-- PROBLEM --
Where a line holds the word "example", copy it from the records.

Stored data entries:
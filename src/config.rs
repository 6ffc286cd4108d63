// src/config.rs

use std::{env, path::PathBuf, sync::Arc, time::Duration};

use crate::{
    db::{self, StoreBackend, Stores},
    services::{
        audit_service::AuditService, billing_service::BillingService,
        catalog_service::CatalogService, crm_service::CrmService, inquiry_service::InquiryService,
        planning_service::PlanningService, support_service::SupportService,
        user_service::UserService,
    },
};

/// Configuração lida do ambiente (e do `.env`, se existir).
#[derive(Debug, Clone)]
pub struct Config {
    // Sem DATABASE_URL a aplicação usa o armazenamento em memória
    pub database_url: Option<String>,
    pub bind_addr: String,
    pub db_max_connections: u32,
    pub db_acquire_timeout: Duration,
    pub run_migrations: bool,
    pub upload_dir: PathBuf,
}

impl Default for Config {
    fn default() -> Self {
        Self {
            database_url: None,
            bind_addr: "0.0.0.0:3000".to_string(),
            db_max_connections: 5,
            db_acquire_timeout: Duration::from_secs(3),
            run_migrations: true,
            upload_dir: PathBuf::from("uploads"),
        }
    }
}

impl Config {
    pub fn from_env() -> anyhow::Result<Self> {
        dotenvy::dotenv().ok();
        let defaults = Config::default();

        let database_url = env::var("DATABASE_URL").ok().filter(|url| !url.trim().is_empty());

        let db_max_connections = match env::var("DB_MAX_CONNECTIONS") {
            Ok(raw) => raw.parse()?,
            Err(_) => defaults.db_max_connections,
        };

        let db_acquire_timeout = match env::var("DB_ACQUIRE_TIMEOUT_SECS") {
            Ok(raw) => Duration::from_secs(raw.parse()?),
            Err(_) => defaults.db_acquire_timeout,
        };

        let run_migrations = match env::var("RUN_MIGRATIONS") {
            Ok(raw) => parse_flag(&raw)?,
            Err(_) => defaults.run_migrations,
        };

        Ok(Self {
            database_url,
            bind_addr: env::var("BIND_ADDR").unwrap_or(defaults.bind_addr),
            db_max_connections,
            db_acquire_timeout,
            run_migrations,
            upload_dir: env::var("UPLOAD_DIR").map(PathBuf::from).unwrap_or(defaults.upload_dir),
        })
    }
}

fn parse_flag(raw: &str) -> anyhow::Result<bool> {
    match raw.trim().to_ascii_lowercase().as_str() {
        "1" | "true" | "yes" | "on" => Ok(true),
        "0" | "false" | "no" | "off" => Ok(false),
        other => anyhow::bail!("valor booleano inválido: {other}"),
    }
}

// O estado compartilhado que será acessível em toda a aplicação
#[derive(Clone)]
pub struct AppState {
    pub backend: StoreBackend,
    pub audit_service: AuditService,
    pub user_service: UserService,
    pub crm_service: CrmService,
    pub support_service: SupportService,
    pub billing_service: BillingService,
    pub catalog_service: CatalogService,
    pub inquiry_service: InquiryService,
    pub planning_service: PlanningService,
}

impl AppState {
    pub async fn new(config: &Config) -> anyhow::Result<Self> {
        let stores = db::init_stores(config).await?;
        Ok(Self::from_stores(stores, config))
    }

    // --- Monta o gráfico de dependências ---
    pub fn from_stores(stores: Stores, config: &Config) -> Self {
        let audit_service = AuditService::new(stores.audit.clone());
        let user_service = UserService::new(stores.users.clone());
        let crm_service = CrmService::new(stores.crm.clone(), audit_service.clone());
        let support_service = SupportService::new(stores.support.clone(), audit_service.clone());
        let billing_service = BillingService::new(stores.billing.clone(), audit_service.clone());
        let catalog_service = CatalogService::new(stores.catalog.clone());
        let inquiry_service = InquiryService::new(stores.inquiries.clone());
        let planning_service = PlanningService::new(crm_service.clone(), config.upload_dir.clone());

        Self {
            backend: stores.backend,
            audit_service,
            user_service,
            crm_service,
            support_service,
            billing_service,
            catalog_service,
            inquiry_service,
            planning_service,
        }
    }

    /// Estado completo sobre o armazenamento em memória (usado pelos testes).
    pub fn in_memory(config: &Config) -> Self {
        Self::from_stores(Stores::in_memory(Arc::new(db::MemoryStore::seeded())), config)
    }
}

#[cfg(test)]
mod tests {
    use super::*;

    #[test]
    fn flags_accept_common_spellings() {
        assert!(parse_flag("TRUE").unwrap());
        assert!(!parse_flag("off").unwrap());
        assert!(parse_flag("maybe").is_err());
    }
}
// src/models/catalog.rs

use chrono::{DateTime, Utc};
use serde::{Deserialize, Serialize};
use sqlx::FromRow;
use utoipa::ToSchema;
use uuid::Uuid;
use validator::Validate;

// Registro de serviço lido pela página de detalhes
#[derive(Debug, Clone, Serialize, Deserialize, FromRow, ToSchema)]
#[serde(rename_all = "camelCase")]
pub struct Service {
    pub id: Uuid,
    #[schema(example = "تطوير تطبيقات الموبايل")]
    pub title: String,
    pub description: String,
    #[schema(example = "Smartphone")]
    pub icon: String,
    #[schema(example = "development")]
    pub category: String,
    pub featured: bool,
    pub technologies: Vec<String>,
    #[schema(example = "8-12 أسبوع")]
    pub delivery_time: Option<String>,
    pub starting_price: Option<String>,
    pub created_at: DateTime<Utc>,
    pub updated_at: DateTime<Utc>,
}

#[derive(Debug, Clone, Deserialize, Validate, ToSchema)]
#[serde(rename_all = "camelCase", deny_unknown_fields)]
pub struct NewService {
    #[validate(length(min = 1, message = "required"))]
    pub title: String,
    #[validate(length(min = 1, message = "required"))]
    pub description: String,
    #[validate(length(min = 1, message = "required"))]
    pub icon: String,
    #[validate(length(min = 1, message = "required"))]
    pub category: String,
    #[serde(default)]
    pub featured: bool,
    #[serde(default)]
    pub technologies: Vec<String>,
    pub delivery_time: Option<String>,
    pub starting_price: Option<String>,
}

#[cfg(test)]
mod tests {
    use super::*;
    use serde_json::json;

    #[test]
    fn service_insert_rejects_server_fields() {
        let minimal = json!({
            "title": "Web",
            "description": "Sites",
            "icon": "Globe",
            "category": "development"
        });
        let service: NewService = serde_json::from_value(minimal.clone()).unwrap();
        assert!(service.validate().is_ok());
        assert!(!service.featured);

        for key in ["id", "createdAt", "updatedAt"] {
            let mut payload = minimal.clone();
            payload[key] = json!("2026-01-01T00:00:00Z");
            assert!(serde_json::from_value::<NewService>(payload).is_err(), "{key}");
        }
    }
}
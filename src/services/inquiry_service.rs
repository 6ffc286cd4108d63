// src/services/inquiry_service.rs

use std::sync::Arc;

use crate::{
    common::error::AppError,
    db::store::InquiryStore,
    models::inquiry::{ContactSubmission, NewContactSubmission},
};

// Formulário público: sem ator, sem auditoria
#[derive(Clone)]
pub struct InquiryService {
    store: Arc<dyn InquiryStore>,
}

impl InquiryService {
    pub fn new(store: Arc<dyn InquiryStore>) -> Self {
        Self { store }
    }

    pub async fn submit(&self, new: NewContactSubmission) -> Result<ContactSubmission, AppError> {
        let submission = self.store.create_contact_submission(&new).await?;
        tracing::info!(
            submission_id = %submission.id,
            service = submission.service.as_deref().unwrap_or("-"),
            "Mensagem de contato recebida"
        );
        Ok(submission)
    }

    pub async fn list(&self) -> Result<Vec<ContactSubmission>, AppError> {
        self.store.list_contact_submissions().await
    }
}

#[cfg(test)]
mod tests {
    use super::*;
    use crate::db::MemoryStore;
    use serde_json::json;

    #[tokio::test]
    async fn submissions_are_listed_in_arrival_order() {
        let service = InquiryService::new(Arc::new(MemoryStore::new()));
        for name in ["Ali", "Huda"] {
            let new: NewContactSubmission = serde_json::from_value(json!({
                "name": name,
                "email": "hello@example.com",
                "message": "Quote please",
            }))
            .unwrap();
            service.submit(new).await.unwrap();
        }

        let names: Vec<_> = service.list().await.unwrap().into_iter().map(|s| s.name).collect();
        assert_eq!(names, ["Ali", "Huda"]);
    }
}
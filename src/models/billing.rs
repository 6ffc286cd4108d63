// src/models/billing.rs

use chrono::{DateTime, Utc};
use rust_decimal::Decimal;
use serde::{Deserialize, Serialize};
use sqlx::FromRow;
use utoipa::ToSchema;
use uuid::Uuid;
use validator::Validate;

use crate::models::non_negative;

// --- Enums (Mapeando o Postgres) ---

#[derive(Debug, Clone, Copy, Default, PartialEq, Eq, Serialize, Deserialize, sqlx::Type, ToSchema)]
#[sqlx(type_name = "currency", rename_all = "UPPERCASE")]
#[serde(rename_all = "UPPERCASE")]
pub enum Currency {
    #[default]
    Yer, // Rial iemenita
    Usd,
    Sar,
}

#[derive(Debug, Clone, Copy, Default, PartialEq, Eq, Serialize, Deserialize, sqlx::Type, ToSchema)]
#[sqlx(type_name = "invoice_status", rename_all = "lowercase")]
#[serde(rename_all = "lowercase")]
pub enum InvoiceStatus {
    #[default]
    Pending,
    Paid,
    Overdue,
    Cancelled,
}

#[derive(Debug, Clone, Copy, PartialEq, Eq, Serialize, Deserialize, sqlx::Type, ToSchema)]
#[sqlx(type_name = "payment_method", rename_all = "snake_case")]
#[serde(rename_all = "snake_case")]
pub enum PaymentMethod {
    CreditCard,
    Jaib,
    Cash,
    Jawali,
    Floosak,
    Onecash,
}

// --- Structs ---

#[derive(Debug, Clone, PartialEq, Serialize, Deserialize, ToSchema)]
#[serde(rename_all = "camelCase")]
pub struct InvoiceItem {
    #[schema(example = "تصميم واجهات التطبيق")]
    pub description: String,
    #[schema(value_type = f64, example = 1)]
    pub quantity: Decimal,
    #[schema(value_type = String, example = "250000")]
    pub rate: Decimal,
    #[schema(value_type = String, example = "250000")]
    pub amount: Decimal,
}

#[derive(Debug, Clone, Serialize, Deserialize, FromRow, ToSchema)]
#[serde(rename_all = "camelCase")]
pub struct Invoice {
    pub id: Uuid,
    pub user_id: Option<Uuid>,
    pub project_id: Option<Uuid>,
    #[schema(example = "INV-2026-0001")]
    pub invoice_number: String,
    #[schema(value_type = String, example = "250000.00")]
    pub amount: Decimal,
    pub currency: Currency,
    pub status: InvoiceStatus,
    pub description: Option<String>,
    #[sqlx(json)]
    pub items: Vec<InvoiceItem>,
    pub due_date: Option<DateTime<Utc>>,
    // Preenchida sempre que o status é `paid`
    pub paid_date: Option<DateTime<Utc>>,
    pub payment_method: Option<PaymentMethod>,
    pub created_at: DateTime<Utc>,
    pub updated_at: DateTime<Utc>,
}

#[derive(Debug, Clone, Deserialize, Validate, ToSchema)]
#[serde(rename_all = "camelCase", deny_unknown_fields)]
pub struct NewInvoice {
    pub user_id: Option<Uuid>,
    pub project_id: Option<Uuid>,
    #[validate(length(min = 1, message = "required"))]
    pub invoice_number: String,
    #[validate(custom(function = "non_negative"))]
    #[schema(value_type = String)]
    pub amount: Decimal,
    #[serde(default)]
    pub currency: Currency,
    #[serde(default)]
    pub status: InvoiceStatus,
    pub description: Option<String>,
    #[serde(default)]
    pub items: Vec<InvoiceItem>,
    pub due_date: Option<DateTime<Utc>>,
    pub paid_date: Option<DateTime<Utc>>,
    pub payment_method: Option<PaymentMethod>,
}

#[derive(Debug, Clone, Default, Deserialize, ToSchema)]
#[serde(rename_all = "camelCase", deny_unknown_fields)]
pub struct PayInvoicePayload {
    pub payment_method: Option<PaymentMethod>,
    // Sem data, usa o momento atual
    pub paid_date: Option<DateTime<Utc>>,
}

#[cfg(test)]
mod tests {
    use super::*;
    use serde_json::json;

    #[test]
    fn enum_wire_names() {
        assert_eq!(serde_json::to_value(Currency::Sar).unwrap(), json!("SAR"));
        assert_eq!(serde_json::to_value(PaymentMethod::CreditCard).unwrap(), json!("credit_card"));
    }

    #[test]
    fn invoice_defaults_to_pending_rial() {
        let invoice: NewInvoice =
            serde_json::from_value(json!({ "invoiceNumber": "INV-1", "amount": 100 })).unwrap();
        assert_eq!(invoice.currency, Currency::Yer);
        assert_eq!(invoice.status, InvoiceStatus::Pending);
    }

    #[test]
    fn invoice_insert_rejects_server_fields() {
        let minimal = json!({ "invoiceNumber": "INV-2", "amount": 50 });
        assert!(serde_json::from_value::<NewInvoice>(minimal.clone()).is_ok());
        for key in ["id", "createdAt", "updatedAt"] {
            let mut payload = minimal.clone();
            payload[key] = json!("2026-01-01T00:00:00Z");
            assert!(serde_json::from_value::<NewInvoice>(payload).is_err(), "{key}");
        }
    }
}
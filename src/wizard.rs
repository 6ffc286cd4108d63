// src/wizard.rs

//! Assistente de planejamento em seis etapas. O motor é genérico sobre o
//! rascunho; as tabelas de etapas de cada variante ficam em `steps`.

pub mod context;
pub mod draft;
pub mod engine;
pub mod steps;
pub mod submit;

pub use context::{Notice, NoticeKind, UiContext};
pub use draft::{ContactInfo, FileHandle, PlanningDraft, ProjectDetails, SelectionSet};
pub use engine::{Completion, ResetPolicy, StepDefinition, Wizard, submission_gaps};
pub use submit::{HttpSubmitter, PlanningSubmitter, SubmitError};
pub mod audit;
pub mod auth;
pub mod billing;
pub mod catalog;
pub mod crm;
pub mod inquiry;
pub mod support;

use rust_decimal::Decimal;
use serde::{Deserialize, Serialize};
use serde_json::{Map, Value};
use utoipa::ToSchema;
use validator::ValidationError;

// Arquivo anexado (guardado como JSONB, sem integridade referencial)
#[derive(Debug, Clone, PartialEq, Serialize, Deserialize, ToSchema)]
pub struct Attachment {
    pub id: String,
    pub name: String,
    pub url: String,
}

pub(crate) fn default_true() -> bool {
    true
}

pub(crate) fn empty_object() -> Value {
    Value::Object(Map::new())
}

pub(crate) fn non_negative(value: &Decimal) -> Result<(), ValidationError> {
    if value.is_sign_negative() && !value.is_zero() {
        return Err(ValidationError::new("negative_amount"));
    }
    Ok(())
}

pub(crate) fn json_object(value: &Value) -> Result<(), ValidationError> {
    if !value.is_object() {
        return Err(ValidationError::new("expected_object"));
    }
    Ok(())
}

-- SOLUTION BELOW --
    #[schema(example = "تطوير تطبيقات الموبايل")]
    #[schema(example = "Smartphone")]
    #[schema(example = "development")]
    #[schema(example = "8-12 أسبوع")]
                "email": "hello@example.com",
    #[schema(example = "تصميم واجهات التطبيق")]
    #[schema(value_type = f64, example = 1)]
    #[schema(value_type = String, example = "250000")]
    #[schema(value_type = String, example = "250000")]
    #[schema(example = "INV-2026-0001")]
    #[schema(value_type = String, example = "250000.00")]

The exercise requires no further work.